17年前の明日、僕は空の青さを知る。



「はー! 面白かったねぇ映画!」
「そうだね」

 はい、僕は嘘つきだ。映画の内容なんてほとんど覚えていない。この僕が。横の愛が近すぎて、完全に意識を持っていかれていた。
 いつかと同じ柑橘系の香りが暗闇の中でずっと鼻先をくすぐり続けてきて、愛が身じろぐたび、それが濃くなったり薄くなったり。きっとこれからの人生、ミカンを食べるたび僕は今日を思い出すのだろう。

 そしてできることなら、そのときも隣で君に笑っていてほしい……よくもまぁ、二か月ちょっとでここまで夢中になれたものだ。
 今なら自信を持って言える。僕は愛が好きだ。きっと日下部にだって負けないぐらい。

 その後、僕らはショッピングモールからバスで駅へ帰った。改札に一歩近づくたび、足にかかる重力が増す。まだ別れたくないと、地球も言っているようだ。
 僕は母なる大地からの要請に応え、今世紀最大の勇気を絞り出す。

「まだ話し足りないんだけど……ちょっと、川辺でおしゃべりでも、しない?」
「……うん」

 愛の返事は夏の終わりの空気を含んでしっとりとしていた。
 駅の反対側、要するに花火のときと同じ北口側に出て、歩いて数分。河川敷はコンクリートの階段のようになっていて、僕らはそこに腰掛けた。

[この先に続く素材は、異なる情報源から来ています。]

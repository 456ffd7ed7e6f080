// SPDX-FileCopyrightText: 2026 Bruno Meilick
// SPDX-License-Identifier: LicenseRef-Daybands-FreeUse-NoCopy-NoDerivatives
//
// All rights reserved.
//
// This file is part of Daybands and is proprietary software.
// Unauthorized copying, modification, or distribution is prohibited.

use std::fmt;

use super::grid::{CellGrid, CellRect, GridError};
use crate::config::LayoutConfig;
use crate::engine::DayLayout;
use crate::layout::{BoxGeometry, HeightClass};
use crate::model::{Day, DayId};

const REST_FILL: char = '░';

#[derive(Debug, Clone, Copy, PartialEq, Eq)]
pub struct TextRenderOptions {
    /// Character columns covering the 24-hour window.
    pub columns: usize,
    /// Character rows covering the row's pixel budget.
    pub rows: usize,
    /// Prefix the output with an hour ruler.
    pub show_hours: bool,
}

impl Default for TextRenderOptions {
    fn default() -> Self {
        Self { columns: 96, rows: 6, show_hours: true }
    }
}

#[derive(Debug, Clone, PartialEq, Eq)]
pub enum DayRenderError {
    EmptyGrid { columns: usize, rows: usize },
    LayoutMismatch { day: DayId },
    Grid(GridError),
}

impl fmt::Display for DayRenderError {
    fn fmt(&self, f: &mut fmt::Formatter<'_>) -> fmt::Result {
        match self {
            Self::EmptyGrid { columns, rows } => {
                write!(f, "text preview needs at least one column and row, got {columns}x{rows}")
            }
            Self::LayoutMismatch { day } => write!(f, "layout does not belong to day {day}"),
            Self::Grid(err) => write!(f, "preview grid: {err}"),
        }
    }
}

impl std::error::Error for DayRenderError {
    fn source(&self) -> Option<&(dyn std::error::Error + 'static)> {
        match self {
            Self::Grid(err) => Some(err),
            Self::EmptyGrid { .. } | Self::LayoutMismatch { .. } => None,
        }
    }
}

impl From<GridError> for DayRenderError {
    fn from(err: GridError) -> Self {
        Self::Grid(err)
    }
}

fn class_fill(class: HeightClass) -> char {
    match class {
        HeightClass::Full => '█',
        HeightClass::Half | HeightClass::PromotedBig => '▓',
        HeightClass::Third => '▒',
    }
}

/// Maps the fractional range `[start, end)` of a row onto `cells` grid cells.
///
/// Anything that is visible at all gets at least one cell.
fn cell_range(start: f64, end: f64, cells: usize) -> Option<(usize, usize)> {
    if end <= 0.0 || start >= 1.0 {
        return None;
    }
    let total = cells as f64;
    let first = (start * total).round().clamp(0.0, total) as usize;
    let last = (end * total).round().clamp(0.0, total) as usize;
    let last = last.max(first + 1).min(cells);
    (last > first).then_some((first, last))
}

fn box_cells(
    geometry: &BoxGeometry,
    config: &LayoutConfig,
    options: &TextRenderOptions,
) -> Option<CellRect> {
    let (x0, x1) = cell_range(
        geometry.left_pct() / 100.0,
        (geometry.left_pct() + geometry.width_pct()) / 100.0,
        options.columns,
    )?;
    let (y0, y1) = cell_range(
        geometry.top() / config.row_height,
        geometry.bottom() / config.row_height,
        options.rows,
    )?;
    Some(CellRect { x0, y0, x1, y1 })
}

fn draw_day(
    day: &Day,
    layout: &DayLayout,
    config: &LayoutConfig,
    options: &TextRenderOptions,
    gutter: usize,
) -> Result<Vec<String>, DayRenderError> {
    if layout.day_id() != day.id() || layout.intervals().len() != day.intervals().len() {
        return Err(DayRenderError::LayoutMismatch { day: day.id().clone() });
    }

    let mut grid = CellGrid::new(gutter + options.columns, options.rows)?;
    grid.label(0, 0, day.id().as_str(), gutter)?;

    for block in layout.rest_blocks() {
        if let Some(rect) = box_cells(block.geometry(), config, options) {
            grid.paint(rect.shifted(gutter), REST_FILL)?;
        }
    }

    for (interval, placed) in day.intervals().iter().zip(layout.intervals()) {
        let Some(rect) = box_cells(placed.geometry(), config, options) else {
            continue;
        };
        let rect = rect.shifted(gutter);
        grid.paint(rect, class_fill(placed.height_class()))?;
        grid.label(rect.x0, rect.y0, interval.label(), rect.width())?;
    }

    Ok(grid.into_lines())
}

fn hour_ruler(columns: usize, anchor_hour: i32) -> String {
    let mut line = vec![' '; columns];
    let mut next_free = 0usize;
    let mut digits = itoa::Buffer::new();

    for step in 0..24usize {
        let x = step * columns / 24;
        if x < next_free || x + 2 > columns {
            continue;
        }
        let hour = (anchor_hour + step as i32).rem_euclid(24);
        let formatted = digits.format(hour);
        let padded = if hour < 10 { format!("0{formatted}") } else { formatted.to_owned() };
        for (offset, ch) in padded.chars().enumerate() {
            line[x + offset] = ch;
        }
        next_free = x + 3;
    }

    line.into_iter().collect::<String>().trim_end().to_owned()
}

/// Renders one day row as text lines joined with `\n`.
pub fn render_day_text(
    day: &Day,
    layout: &DayLayout,
    config: &LayoutConfig,
    options: &TextRenderOptions,
) -> Result<String, DayRenderError> {
    render_days_text(std::slice::from_ref(day), std::slice::from_ref(layout), config, options)
}

/// Renders several rows under a shared hour ruler. `layouts` must be index-aligned with `days`.
pub fn render_days_text(
    days: &[Day],
    layouts: &[DayLayout],
    config: &LayoutConfig,
    options: &TextRenderOptions,
) -> Result<String, DayRenderError> {
    if options.columns == 0 || options.rows == 0 {
        return Err(DayRenderError::EmptyGrid { columns: options.columns, rows: options.rows });
    }
    if let Some(day) = days.get(layouts.len()) {
        return Err(DayRenderError::LayoutMismatch { day: day.id().clone() });
    }

    let gutter = days.iter().map(|day| day.id().as_str().chars().count() + 1).max().unwrap_or(0);

    let mut lines = Vec::<String>::new();
    if options.show_hours {
        let ruler = hour_ruler(options.columns, config.anchor / 60);
        lines.push(format!("{}{ruler}", " ".repeat(gutter)).trim_end().to_owned());
    }

    for (day, layout) in days.iter().zip(layouts) {
        lines.extend(draw_day(day, layout, config, options, gutter)?);
    }

    Ok(lines.join("\n"))
}

#[cfg(test)]
mod tests {
    use super::{hour_ruler, render_day_text, render_days_text, DayRenderError, TextRenderOptions};
    use crate::config::LayoutConfig;
    use crate::engine::{layout_day, layout_days};
    use crate::model::{Day, DayId, DayMarkers, Interval};

    fn options(columns: usize, rows: usize) -> TextRenderOptions {
        TextRenderOptions { columns, rows, show_hours: false }
    }

    fn day(id: &str, intervals: Vec<Interval>, markers: &[i32]) -> Day {
        let mut day = Day::with_intervals(DayId::new(id).expect("day id"), intervals);
        *day.markers_mut() = DayMarkers::new(markers.to_vec());
        day
    }

    #[test]
    fn full_interval_is_filled_and_labelled() {
        let config = LayoutConfig::default();
        let day = day("d1", vec![Interval::new(540, 660, "study").expect("interval")], &[]);
        let layout = layout_day(&day, None, &config);

        let text = render_day_text(&day, &layout, &config, &options(24, 2)).expect("render");
        assert_eq!(text, "d1     s…\n       ██");
    }

    #[test]
    fn rest_blocks_are_drawn_under_intervals() {
        let config = LayoutConfig::default();
        let day =
            day("d1", vec![Interval::new(540, 660, "study").expect("interval")], &[420, 1380]);
        let layout = layout_day(&day, None, &config);

        let text = render_day_text(&day, &layout, &config, &options(24, 2)).expect("render");
        assert_eq!(text, "d1 ░░  s…            ░░░░░░\n   ░░  ██            ░░░░░░");
    }

    #[test]
    fn stacked_thirds_occupy_separate_rows() {
        let config = LayoutConfig::default();
        let day = day(
            "d1",
            vec![
                Interval::new(300, 660, "aaaaaa").expect("interval"),
                Interval::new(300, 600, "bbbbb").expect("interval"),
                Interval::new(300, 540, "cccc").expect("interval"),
            ],
            &[],
        );
        let layout = layout_day(&day, None, &config);

        let text = render_day_text(&day, &layout, &config, &options(24, 6)).expect("render");
        assert_eq!(text, "d1 aaaaaa\n   ▒▒▒▒▒▒\n   bbbbb\n   ▒▒▒▒▒\n   cccc\n   ▒▒▒▒");
    }

    #[test]
    fn hour_ruler_skips_labels_that_would_collide() {
        assert_eq!(hour_ruler(24, 5), "05 08 11 14 17 20 23 02");
        assert_eq!(hour_ruler(72, 5).split_whitespace().count(), 24);
    }

    #[test]
    fn ruler_and_gutter_align_across_days() {
        let config = LayoutConfig::default();
        let days = vec![day("d1", Vec::new(), &[]), day("day2", Vec::new(), &[])];
        let layouts = layout_days(&days, &config);
        let opts = TextRenderOptions { columns: 24, rows: 1, show_hours: true };

        let text = render_days_text(&days, &layouts, &config, &opts).expect("render");
        assert_eq!(text, "     05 08 11 14 17 20 23 02\nd1\nday2");
    }

    #[test]
    fn rejects_empty_grid_and_mismatched_layouts() {
        let config = LayoutConfig::default();
        let first = day("d1", Vec::new(), &[]);
        let second = day("d2", Vec::new(), &[]);
        let layout = layout_day(&first, None, &config);

        let err = render_day_text(&first, &layout, &config, &options(0, 1)).unwrap_err();
        assert!(matches!(err, DayRenderError::EmptyGrid { .. }));

        let err = render_day_text(&second, &layout, &config, &options(24, 1)).unwrap_err();
        assert!(matches!(err, DayRenderError::LayoutMismatch { .. }));
    }
}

 自分からおしゃべりしようって言ったくせに、なんの話題も思いつかない。日下部のときと違ってちょっとだけ焦る。僕は全然気まずいわけじゃないけど、愛を退屈させてないか心配で。

「ほんとはね、」

 痺れを切らしたように愛が先に口を開いた。

「映画の内容なんてほとんど覚えてないじゃんね。なんか、別のことばかりに意識がいっちゃって」

 なんだ、愛も嘘つきだったのか。

「……実は僕も。愛さんのことばかり考えてた」

 出てきたのは自分でも驚くほど素直な言葉。「私は先輩のこと考えてたとは言ってないし」と愛は突っぱねるけれど、照れ隠しなのは明白だ。これだけ長く二人きりで過ごせば馬鹿でもわかる。
 隣の愛に目をやると、愛はボブカットの髪の先を手でくしゃっとやって顔を隠そうとしている。が、長さが全然足りなくて真っ赤な顔が丸見えだ。

 このままじゃ愛おしすぎて、狂う。理性が壊れる前に、ちゃんと伝えなければ。
 僕は背筋を伸ばし、愛の横顔を見つめる。

「愛子と賢人は結ばれたよね」
「えっ!? あっ、リレー小説の話? なによ急に」
「悩んでるんだ、続き。いかんせん、誰かと付き合った経験なんてないからさ」
「?」
「今日は小説の資料集めって言っただろ。だから、」

 協力してほしい。できれば、これからもずっと。

 ここ数日考えに考えて続けた告白のセリフ。完璧に決まったと思ったのに、愛はなにも応えない。静寂の中、目の前の川で鯉の群れが口をパクパクして泳いでいる。
 待て待て、今は愛のセリフのシーンだ。お前らは黙ってろ!

「やり直し」
「へ?」
「キザすぎる。先輩っぽくない。やり直し」

 そんなバカな……補欠のセリフなど当然用意していなかった僕がワタワタし始めると、愛はにへらと実に愉快そうに笑った。

「そっちのほうが先輩らしいよ。……てか私、ちょっと眠くなってきたじゃんね」
「えぇ!? じゃ、じゃあそろそろお開きにして、家に……あ」

 愛は目をつぶり、唇をこっちに突き出している。
 ……そういうこと。僕は敵わないなと苦笑いをこぼし、お姫様に眠気覚ましの魔法をかけてやった。

 本当に、甘ったるいことこの上ない。